Try out our self-paced learning modules!

Our modules are designed to be flexible and bite-sized, so you can use your time efficiently and pick just the topics you want to study. Each module has learning objectives and prerequisites clearly listed on the first page, to help you decide which ones you want to work on.

That said, many learners prefer to start with a curated list of suggestions, rather than browsing through the modules on their own. If you’re trying to figure out how to get started with DART, see if one of the suggested pathways below sounds like a good fit!

Pathway 1: Getting started with biomedical data science

This popular pathway is designed with new data scientists in mind.

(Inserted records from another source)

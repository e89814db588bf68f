// guacgate-protocol: Guacamole protocol instruction codec
//
// Implements the length-prefixed text instruction format spoken by guacd:
//
//   <len>.<opcode>,<len>.<arg1>,<len>.<arg2>;
//
// Element lengths are UTF-8 byte counts, matching the reference daemon.

mod parser;
mod reader;

pub use parser::{instruction_opcode, parse_instruction, ParseError};
pub use reader::{InstructionReader, MAX_INSTRUCTION_SIZE};

use bytes::{BufMut, Bytes, BytesMut};

// Wire delimiters
pub const INST_TERM: u8 = b';';
pub const ARG_SEP: u8 = b',';
pub const ELEM_SEP: u8 = b'.';

/// A fully parsed Guacamole instruction with owned elements.
#[derive(Debug, Clone, PartialEq)]
pub struct Instruction {
    pub opcode: String,
    pub args: Vec<String>,
}

impl Instruction {
    pub fn new(opcode: impl Into<String>, args: Vec<String>) -> Self {
        Self {
            opcode: opcode.into(),
            args,
        }
    }

    /// Encode into wire format.
    ///
    /// Lengths are byte counts of the UTF-8 encoding of each element.
    pub fn encode(&self) -> Bytes {
        let estimated = self.opcode.len()
            + self.args.iter().map(|a| a.len() + 8).sum::<usize>()
            + 8;
        let mut buffer = BytesMut::with_capacity(estimated);
        buffer.put_slice(self.opcode.len().to_string().as_bytes());
        buffer.put_u8(ELEM_SEP);
        buffer.put_slice(self.opcode.as_bytes());
        for arg in &self.args {
            buffer.put_u8(ARG_SEP);
            buffer.put_slice(arg.len().to_string().as_bytes());
            buffer.put_u8(ELEM_SEP);
            buffer.put_slice(arg.as_bytes());
        }
        buffer.put_u8(INST_TERM);
        buffer.freeze()
    }
}

/// Format an instruction directly from string slices.
///
/// Convenience for call sites that do not hold an [`Instruction`].
pub fn format_instruction(opcode: &str, args: &[&str]) -> String {
    let mut result = String::new();
    result.push_str(&opcode.len().to_string());
    result.push('.');
    result.push_str(opcode);
    for arg in args {
        result.push(',');
        result.push_str(&arg.len().to_string());
        result.push('.');
        result.push_str(arg);
    }
    result.push(';');
    result
}

#[cfg(test)]
mod tests {
    use super::*;

    #[test]
    fn test_format_instruction() {
        let instr = format_instruction("key", &["65507", "1"]);
        assert_eq!(instr, "3.key,5.65507,1.1;");
    }

    #[test]
    fn test_format_instruction_empty_args() {
        let instr = format_instruction("sync", &[]);
        assert_eq!(instr, "4.sync;");
    }

    #[test]
    fn test_encode_matches_format() {
        let instr = Instruction::new("select", vec!["rdp".to_string()]);
        assert_eq!(&instr.encode()[..], b"6.select,3.rdp;");
    }

    #[test]
    fn test_encode_empty_element() {
        let instr = Instruction::new("connect", vec!["h".to_string(), String::new()]);
        assert_eq!(&instr.encode()[..], b"7.connect,1.h,0.;");
    }

    #[test]
    fn test_lengths_are_utf8_byte_counts() {
        // "é" is two bytes in UTF-8
        let instr = format_instruction("clipboard", &["é"]);
        assert_eq!(instr, "9.clipboard,2.é;");
    }
}
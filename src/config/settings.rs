//! Process-level settings
//!
//! Built once by the CLI and handed to every component by reference.

use crate::error::{Error, Result};
use crate::http::{HttpClientConfig, RateLimiterConfig};
use crate::types::{LogFormat, LogLevel};
use std::time::Duration;
use url::Url;

/// Connection, logging and run-length settings
#[derive(Debug, Clone, PartialEq)]
pub struct Settings {
    /// Base URL of the target service
    pub base_url: String,
    /// Bearer token
    pub api_token: Option<String>,
    pub connect_timeout: Duration,
    pub read_timeout: Duration,
    pub log_level: LogLevel,
    pub log_format: LogFormat,
    /// Run length of the loop tasks
    pub duration: Duration,
    /// Optional cap on outbound requests per second
    pub max_rps: Option<u32>,
}

impl Default for Settings {
    fn default() -> Self {
        Self {
            base_url: "http://localhost:8080".to_string(),
            api_token: None,
            connect_timeout: Duration::from_secs(3),
            read_timeout: Duration::from_secs(10),
            log_level: LogLevel::Info,
            log_format: LogFormat::Json,
            duration: Duration::from_secs(60),
            max_rps: None,
        }
    }
}

impl Settings {
    /// Check the values that cannot be expressed in types
    pub fn validate(&self) -> Result<()> {
        let url = Url::parse(&self.base_url)?;
        if !matches!(url.scheme(), "http" | "https") {
            return Err(Error::invalid_value(
                "base_url",
                format!("unsupported scheme '{}'", url.scheme()),
            ));
        }
        if self.connect_timeout.is_zero() {
            return Err(Error::invalid_value("connect_timeout", "must be positive"));
        }
        if self.read_timeout.is_zero() {
            return Err(Error::invalid_value("read_timeout", "must be positive"));
        }
        if self.max_rps == Some(0) {
            return Err(Error::invalid_value("max_rps", "must be positive"));
        }
        Ok(())
    }

    /// HTTP client configuration derived from these settings
    pub fn http_config(&self) -> HttpClientConfig {
        let mut builder = HttpClientConfig::builder()
            .base_url(self.base_url.clone())
            .timeouts(self.connect_timeout, self.read_timeout);
        if let Some(token) = self.api_token.as_deref().filter(|t| !t.is_empty()) {
            builder = builder.api_token(token);
        }
        if let Some(rps) = self.max_rps {
            builder = builder.rate_limit(RateLimiterConfig::per_second(rps));
        }
        builder.build()
    }
}

/// Seconds as a duration; negative and non-finite values are rejected
pub fn seconds(field: &str, value: f64) -> Result<Duration> {
    Duration::try_from_secs_f64(value)
        .map_err(|e| Error::invalid_value(field, format!("{value}: {e}")))
}
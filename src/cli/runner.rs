//! CLI runner - executes commands

use crate::cli::commands::{Cli, Commands};
use crate::config::{self, ScenarioConfig, Settings};
use crate::error::{Error, Result};
use crate::http::HttpClient;
use crate::scenarios::{self, ScenarioContext, Task};
use serde_json::json;
use tracing::{error, info};

/// CLI runner
pub struct Runner {
    cli: Cli,
}

impl Runner {
    /// Create a new runner
    pub fn new(cli: Cli) -> Self {
        Self { cli }
    }

    /// Run the CLI command
    pub async fn run(&self) -> Result<()> {
        match &self.cli.command {
            Commands::Run { task } => self.run_task(task).await,
            Commands::List => {
                self.list_tasks();
                Ok(())
            }
            Commands::Validate => self.validate(),
        }
    }

    /// Process-level settings from flags and environment
    pub fn settings(&self) -> Result<Settings> {
        let cli = &self.cli;
        let base_url = cli
            .base_url
            .clone()
            .filter(|u| !u.trim().is_empty())
            .ok_or_else(|| Error::missing_field("BASE_URL"))?;

        let settings = Settings {
            base_url,
            api_token: cli.api_token.clone(),
            connect_timeout: config::seconds("connect_timeout", cli.connect_timeout)?,
            read_timeout: config::seconds("read_timeout", cli.read_timeout)?,
            log_level: cli.log_level,
            log_format: cli.log_format,
            duration: config::seconds("duration_seconds", cli.duration_seconds)?,
            max_rps: cli.max_rps,
        };
        settings.validate()?;
        Ok(settings)
    }

    /// Scenario configuration; inline JSON takes precedence over the file
    pub fn scenario_config(&self) -> Result<ScenarioConfig> {
        if let Some(inline) = &self.cli.config_json {
            return config::scenario_config_from_json(inline);
        }
        if let Some(path) = &self.cli.config {
            return config::load_scenario_config(path);
        }
        Ok(ScenarioConfig::default())
    }

    fn context(&self) -> Result<ScenarioContext> {
        let settings = self.settings()?;
        let client = HttpClient::with_config(settings.http_config())?;
        Ok(ScenarioContext::new(client, self.scenario_config()?).with_duration(settings.duration))
    }

    async fn run_task(&self, name: &str) -> Result<()> {
        // unknown names fail before any configuration is read
        let task: Task = name.parse()?;
        let ctx = self.context()?;

        info!(event = "task_start", task = task.name(), base_url = %ctx.client.config().base_url);
        match scenarios::run_task(task, &ctx).await {
            Ok(outcome) => {
                info!(event = "task_done", task = task.name(), outcome = ?outcome);
                Ok(())
            }
            Err(err) => {
                error!(
                    event = "task_failed",
                    task = task.name(),
                    status = err.status(),
                    error_type = err.kind(),
                    error = %err,
                );
                Err(err)
            }
        }
    }

    fn list_tasks(&self) {
        for task in Task::ALL {
            println!("{task}");
        }
    }

    fn validate(&self) -> Result<()> {
        let settings = self.settings()?;
        let config = self.scenario_config()?;
        let summary = json!({
            "base_url": settings.base_url,
            "connect_timeout_s": settings.connect_timeout.as_secs_f64(),
            "read_timeout_s": settings.read_timeout.as_secs_f64(),
            "duration_s": settings.duration.as_secs_f64(),
            "max_rps": settings.max_rps,
            "scenario": config,
        });
        println!(
            "{}",
            serde_json::to_string_pretty(&summary).unwrap_or_else(|_| summary.to_string())
        );
        Ok(())
    }
}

You might be early in your research career, or you might have years of experience but just trying out data science techniques for the first time.

This pathway provides a practical overview of what skills you’ll need to do reproducible, rigorous data science research in biomedical and health fields. We’ll touch on a lot of the hot topic techniques you may have heard about (what exactly are large language models?) and help you cut through the hype to figure out whether those are tools you want to invest time in learning.

If you’re at the point where you know you’re interested in biomedical data science but aren’t sure where to start, this is the pathway for you!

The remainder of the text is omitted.